Step-by-step when a task wakes up:

  1. ops.enqueue(p) is called on the CPU where p woke up
  2. BPF checks p->static_prio, maps to queue 0-4, calls scx_bpf_dispatch(p, q, ...)
  3. Task sits in DSQ q
  4. When a CPU goes idle, kernel calls ops.dispatch(cpu, NULL)
  5. BPF iterates queues 0→4, calls scx_bpf_consume(0) — if queue 0 has a task, it moves to this CPU's local DSQ and ops.dispatch returns
  6. Kernel picks task from local DSQ and runs it

Weighted Fair Scheduling with Virtual Time

For weighted fairness (high-priority tasks get proportionally more CPU), use vtime DSQs:

void BPF_STRUCT_OPS(wfq_enqueue, struct task_struct *p, u64 enq_flags)
{
    u64 vtime = p->scx.dsq_vtime;
    u32 weight = p->scx.weight;      /* 1..10000; default 100; higher = more CPU */

    /* Advance vtime inversely proportional to weight.
     * Heavy tasks (high weight) advance slowly → stay near queue front → run more.
     * Light tasks (low weight) advance quickly → pushed toward back → run less. */
    vtime += SCX_SLICE_DFL / weight;

    scx_bpf_dispatch_vtime(p, SCX_DSQ_GLOBAL, SCX_SLICE_DFL, vtime, enq_flags);
}

The DSQ sorts tasks by vtime. The CPU always picks the task with the smallest vtime. For new tasks, initialize p->scx.dsq_vtime to the DSQ's current minimum vtime (scx_bpf_dsq_vtime_anchor()) so they don't jump to the front with vtime = 0.

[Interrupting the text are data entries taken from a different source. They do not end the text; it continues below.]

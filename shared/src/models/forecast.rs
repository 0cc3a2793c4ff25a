//! Forecast payload and response models
//!
//! `Forecast` mirrors the provider's JSON body. Every field defaults when absent
//! so that missing data is reported by the validator instead of the decoder.

use serde::{Deserialize, Serialize};
use uuid::Uuid;

/// Forecast payload as returned by the forecast provider
#[derive(Debug, Clone, Default, Serialize, Deserialize, PartialEq)]
#[serde(default)]
pub struct Forecast {
    pub latitude: f64,
    pub longitude: f64,
    pub generationtime_ms: f64,
    pub utc_offset_seconds: i64,
    pub timezone: String,
    pub timezone_abbreviation: String,
    pub elevation: f64,
    pub hourly_units: HourlyUnits,
    pub hourly: Hourly,
}

/// Hourly temperature series. `time[i]` labels `temperature_2m[i]`.
#[derive(Debug, Clone, Default, Serialize, Deserialize, PartialEq)]
#[serde(default)]
pub struct Hourly {
    pub time: Vec<String>,
    pub temperature_2m: Vec<f64>,
}

impl Hourly {
    /// Iterate over aligned (time, temperature) pairs
    pub fn points(&self) -> impl Iterator<Item = (&str, f64)> + '_ {
        self.time
            .iter()
            .map(String::as_str)
            .zip(self.temperature_2m.iter().copied())
    }
}

/// Unit labels for each hourly series
#[derive(Debug, Clone, Default, Serialize, Deserialize, PartialEq)]
#[serde(default)]
pub struct HourlyUnits {
    pub time: String,
    pub temperature_2m: String,
}

/// Stored forecast for one location, as returned to API clients
#[derive(Debug, Clone, Serialize, Deserialize, PartialEq)]
pub struct ForecastView {
    pub location_id: Uuid,
    pub latitude: f64,
    pub longitude: f64,
    pub generationtime_ms: f64,
    pub utc_offset_seconds: i64,
    pub timezone: String,
    pub timezone_abbreviation: String,
    pub elevation: f64,
    pub hourly_units: HourlyUnits,
    pub hourly: Hourly,
}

CPU Coordination: The Central Scheduler Pattern

For policies requiring global visibility across all CPUs, sched_ext supports a "central scheduler" pattern where one CPU makes all dispatch decisions:

ops.select_cpu()    → always route enqueue through CPU 0 (the central CPU)
ops.enqueue()       → place task in per-CPU target queues (runs on central CPU)
ops.dispatch()      → central CPU dispatches to remote CPU local queues;
                      worker CPUs return without dispatching (they wait for work)
scx_bpf_kick_cpu()  → central CPU kicks worker CPUs to wake them up

This enables: topology-aware scheduling, NUMA-optimal placement, global fairness policies.

scx_bpf_kick_cpu(cpu, SCX_KICK_IDLE) wakes an idle CPU. scx_bpf_kick_cpu(cpu, SCX_KICK_PREEMPT) preempts a running task on that CPU. scx_bpf_kick_cpu(cpu, SCX_KICK_WAIT) waits until that CPU completes one schedule round.


The Patch Series in One View

The 30 patches build sched_ext in layers. Each layer depends on the previous:

LAYER 1: Foundations (Patches 01-07)
  Remove hardcoded assumptions about the scheduler class set.
  Add hooks the ext class will need (reweight_task, switching_to).
  Factor out shared utilities (cgroup weights, PELT).
  ↓
LAYER 2: Core (Patches 08-12)
  08: Create file skeleton and register ext_sched_class
  09: Implement the full BPF scheduler (~4000 lines):
      - sched_ext_ops dispatch/enqueue machinery
      - DSQ implementation (global, local, custom)
      - scx_bpf_* helpers
      - Error exit path
  10: Example schedulers (scx_simple, scx_qmap)
  11: sysrq-S emergency escape
  12: Watchdog timer
  ↓
LAYER 3: Observability (Patches 13-16, 18)
  Per-task disallow flag, stack dump integration, debug ring,
  scx_show_state.py, central scheduler example.
  ↓
LAYER 4: CPU Control (Patches 17, 19)
  scx_bpf_kick_cpu(), preemption support.
  Watchdog extended to dispatch() loops.
  ↓
LAYER 5: Task Lifecycle (Patches 20-23)
  Fine-grained state callbacks (runnable/running/stopping/quiescent).
  Tickless support. In-flight operation tracking. SCX_KICK_WAIT.
  ↓
LAYER 6: System Integration (Patches 24-28)
  CPU hotplug (cpu_online/offline, cpu_acquire/release).
  PM event bypass. Core scheduling (SMT security).
  Vtime-ordered DSQs.
  ↓
LAYER 7: Documentation and Tests (Patches 29-30)
  Documentation/scheduler/sched-ext.rst.
  tools/testing/selftests/sched_ext/.

Key Data Structures at a Glance

StructureWherePurpose
struct sched_ext_opsBPF programThe vtable BPF fills in; kernel calls these
struct scx_entitytask_struct.scxPer-task sched_ext state (DSQ, slice, flags)
struct scx_dispatch_qkernel/sched/ext.cA DSQ — holds tasks waiting to be run
ext_sched_classkernel/sched/ext.cThe sched_class implementation that calls ops
struct rq.scxper-CPU runqueuePer-CPU sched_ext state (local DSQ, stats)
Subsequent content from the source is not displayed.